Tous les ingénieurs impliqués dans les détails des circuits analogiques, et ceux qui font des analyses de haut niveau des performances système, sont conscients des effets des différents coefficients de température des paramètres des composants critiques. Le coefficient de dilatation thermique (CTE) et le coefficient de température de résistance (TCR) font partie des coefficients les plus importants.
Figure 1 : Dans le « pendule gridiron », les différences de CTE entre les tiges de deux métaux sont utilisées dans une configuration où les tiges glissent l'une contre l'autre et annulent ainsi la plupart des changements de longueur du pendule. A est le schéma extérieur, B montre les longueurs des tiges à température normale et C les montre à des températures plus élevées. (Source de l'image : Wikipédia)
Ces changements induits par la température sont inévitables, car ils découlent des lois fondamentales de la physique et de la science des matériaux. Bien que le CTE et le TCR soient généralement faibles, ils peuvent tout de même avoir un impact significatif sur les conceptions haute précision ou haute fréquence. Les concepteurs font face à ces changements de spécifications en utilisant des matériaux et des composants qui présentent le CTE ou le TCR le plus bas possible, ou grâce à des topologies intelligentes qui annulent en grande partie ces changements et réduisent donc leur impact.
Les ingénieurs, les scientifiques et les mécaniciens connaissent le CTE et ce qu'il implique depuis des siècles. John Harrison, l'inventeur de l'horloge à pendule primée d'une précision exceptionnelle (au milieu des années 1700), a identifié le CTE comme étant une source d'erreur modifiant la longueur du pendule qui était le fondement de l'oscillateur lié à la période d'horloge. Même si le CTE des métaux est faible et passe inaperçu dans la vie normale, il constituait une source d'erreur significative pour les horloges de navigation qu'il créait.

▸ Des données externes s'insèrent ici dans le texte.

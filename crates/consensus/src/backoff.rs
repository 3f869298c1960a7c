//! Capped exponential backoff

use rand::Rng;
use std::time::Duration;

/// Delay generator for reconnects and fetch retries
#[derive(Debug, Clone)]
pub struct Backoff {
    initial: Duration,
    max: Duration,
    multiplier: f64,
    jitter: f64,
    current: Duration,
    attempts: u32,
}

impl Backoff {
    pub fn new(initial: Duration, max: Duration, multiplier: f64, jitter: f64) -> Self {
        Self {
            initial,
            max,
            multiplier: multiplier.max(1.0),
            jitter: jitter.clamp(0.0, 1.0),
            current: initial,
            attempts: 0,
        }
    }

    /// Delay to wait now; advances the schedule
    pub fn next_delay(&mut self) -> Duration {
        let base = self.current.min(self.max);
        self.attempts += 1;
        self.current = base.mul_f64(self.multiplier).min(self.max);

        if self.jitter > 0.0 {
            let spread = rand::thread_rng().gen_range(0.0..=self.jitter);
            base.mul_f64(1.0 + spread).min(self.max)
        } else {
            base
        }
    }

    /// Delays handed out since the last reset
    pub fn attempts(&self) -> u32 {
        self.attempts
    }

    pub fn reset(&mut self) {
        self.current = self.initial;
        self.attempts = 0;
    }
}
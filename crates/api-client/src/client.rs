//! HTTP transport for the trade server
//!
//! Every authenticated call goes through [`ApiClient::authorize`], the one
//! place the session identity is attached to outgoing requests.

use crate::error::ApiError;
use crate::session::Session;
use reqwest::{Client, RequestBuilder, Response, Url};
use serde::de::DeserializeOwned;
use serde::{Deserialize, Serialize};
use std::time::Duration;

/// REST client configuration
#[derive(Debug, Clone)]
pub struct ApiConfig {
    /// Common path prefix of all endpoints
    pub base_url: String,
    /// Per-request timeout
    pub request_timeout: Duration,
    /// Also send the username as a `username` query parameter, which the
    /// reference server reads instead of the bearer token
    pub legacy_username_query: bool,
}

impl Default for ApiConfig {
    fn default() -> Self {
        Self {
            base_url: "http://127.0.0.1:5000/api".to_string(),
            request_timeout: Duration::from_secs(5),
            legacy_username_query: true,
        }
    }
}

/// Error body the server sends with non-2xx replies
#[derive(Debug, Deserialize)]
struct ServerMessage {
    #[serde(default)]
    msg: String,
}

/// Typed client for the trade server REST API
#[derive(Clone)]
pub struct ApiClient {
    inner: Client,
    base: Url,
    session: Session,
    config: ApiConfig,
}

impl ApiClient {
    /// Build a client bound to `session`
    pub fn new(config: ApiConfig, session: Session) -> Result<Self, ApiError> {
        let base = Self::normalize_base(&config.base_url)?;
        let inner = Client::builder().timeout(config.request_timeout).build()?;
        Ok(Self {
            inner,
            base,
            session,
            config,
        })
    }

    // Url::join drops the last path segment unless the base ends in '/'.
    fn normalize_base(base_url: &str) -> Result<Url, ApiError> {
        let mut base = Url::parse(base_url)?;
        if !base.path().ends_with('/') {
            let path = format!("{}/", base.path());
            base.set_path(&path);
        }
        Ok(base)
    }

    pub fn base_url(&self) -> &Url {
        &self.base
    }

    pub fn session(&self) -> &Session {
        &self.session
    }

    pub(crate) fn endpoint(&self, path: &str) -> Result<Url, ApiError> {
        Ok(self.base.join(path.trim_start_matches('/'))?)
    }

    /// Attach the current identity, failing before anything is sent when
    /// the session has none
    pub(crate) fn authorize(&self, request: RequestBuilder) -> Result<RequestBuilder, ApiError> {
        let identity = self
            .session
            .current_identity()
            .ok_or(ApiError::Unauthenticated)?;

        let mut request = request.bearer_auth(&identity.token);
        if self.config.legacy_username_query {
            request = request.query(&[("username", identity.username.as_str())]);
        }
        Ok(request)
    }

    /// Authenticated GET returning a decoded body
    pub(crate) async fn get_json<R: DeserializeOwned>(
        &self,
        path: &str,
        query: &[(&str, &str)],
    ) -> Result<R, ApiError> {
        let request = self.inner.get(self.endpoint(path)?).query(query);
        let response = self.send(self.authorize(request)?, true).await?;
        Self::decode(response).await
    }

    /// POST with a JSON body, authenticated or not
    pub(crate) async fn post_json<B: Serialize, R: DeserializeOwned>(
        &self,
        path: &str,
        body: &B,
        authenticated: bool,
    ) -> Result<R, ApiError> {
        let mut request = self.inner.post(self.endpoint(path)?).json(body);
        if authenticated {
            request = self.authorize(request)?;
        }
        let response = self.send(request, authenticated).await?;
        Self::decode(response).await
    }

    /// Send and map non-2xx replies; 401/403 only mean a rejected identity
    /// when one was attached
    async fn send(&self, request: RequestBuilder, authenticated: bool) -> Result<Response, ApiError> {
        let response = request.send().await.map_err(ApiError::from_transport)?;
        let status = response.status();

        if status.is_success() {
            return Ok(response);
        }

        let identity_rejected =
            status == reqwest::StatusCode::UNAUTHORIZED || status == reqwest::StatusCode::FORBIDDEN;
        if authenticated && identity_rejected {
            tracing::debug!("Server rejected identity: HTTP {}", status);
            return Err(ApiError::Auth(status));
        }

        let body = response.bytes().await.map_err(ApiError::from_transport)?;
        let message = serde_json::from_slice::<ServerMessage>(&body)
            .map(|m| m.msg)
            .unwrap_or_default();
        Err(ApiError::Rejected { status, message })
    }

    async fn decode<R: DeserializeOwned>(response: Response) -> Result<R, ApiError> {
        let body = response.bytes().await.map_err(ApiError::from_transport)?;
        Ok(serde_json::from_slice(&body)?)
    }
}

#[cfg(test)]
mod tests {
    use super::*;

    #[test]
    fn test_endpoint_joins_under_prefix() {
        let client = ApiClient::new(ApiConfig::default(), Session::in_memory()).unwrap();
        assert_eq!(
            client.endpoint("/account/balance").unwrap().as_str(),
            "http://127.0.0.1:5000/api/account/balance"
        );
        assert_eq!(
            client.endpoint("pbft/result").unwrap().as_str(),
            "http://127.0.0.1:5000/api/pbft/result"
        );
    }

    #[test]
    fn test_invalid_base_url() {
        let config = ApiConfig {
            base_url: "not a url".into(),
            ..Default::default()
        };
        assert!(matches!(
            ApiClient::new(config, Session::in_memory()),
            Err(ApiError::InvalidUrl(_))
        ));
    }

    #[test]
    fn test_authorize_without_identity() {
        let client = ApiClient::new(ApiConfig::default(), Session::in_memory()).unwrap();
        let request = client.inner.get(client.endpoint("account/balance").unwrap());
        assert!(matches!(
            client.authorize(request),
            Err(ApiError::Unauthenticated)
        ));
    }

    #[test]
    fn test_authorize_injects_identity() {
        let session = Session::in_memory();
        session.set_identity("tok-1", "alice");
        let client = ApiClient::new(ApiConfig::default(), session).unwrap();

        let request = client.inner.get(client.endpoint("trade/history").unwrap());
        let request = client.authorize(request).unwrap().build().unwrap();

        assert_eq!(request.url().query(), Some("username=alice"));
        assert_eq!(
            request.headers().get(reqwest::header::AUTHORIZATION).unwrap(),
            "Bearer tok-1"
        );
    }
}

Pour rectifier cette erreur, il a utilisé un pendule gridiron (également appelé « banjo ») avec deux métaux différents, comme le zinc et le fer, dans une configuration en cadre (Figure 1). Lors des changements de température, les tiges coulissent l'une contre l'autre, annulant ainsi en grande partie l'effet du CTE.
Un autre effet du CTE qui pose problème n'est pas le changement dimensionnel, mais la différence de dimensions qui peut se produire lorsque deux matériaux se rejoignent. Dans les cas extrêmes, le joint peut se fissurer sous l'effet de la contrainte provoquée par ces changements. Même lorsqu'il n'y a pas de rupture brute immédiate, des cycles thermiques répétés peuvent affaiblir un joint et faire apparaître des fissures microscopiques qui peuvent à terme entraîner une défaillance. Dans de nombreux cas, l'adaptation des CTE est aussi importante que leurs valeurs réelles.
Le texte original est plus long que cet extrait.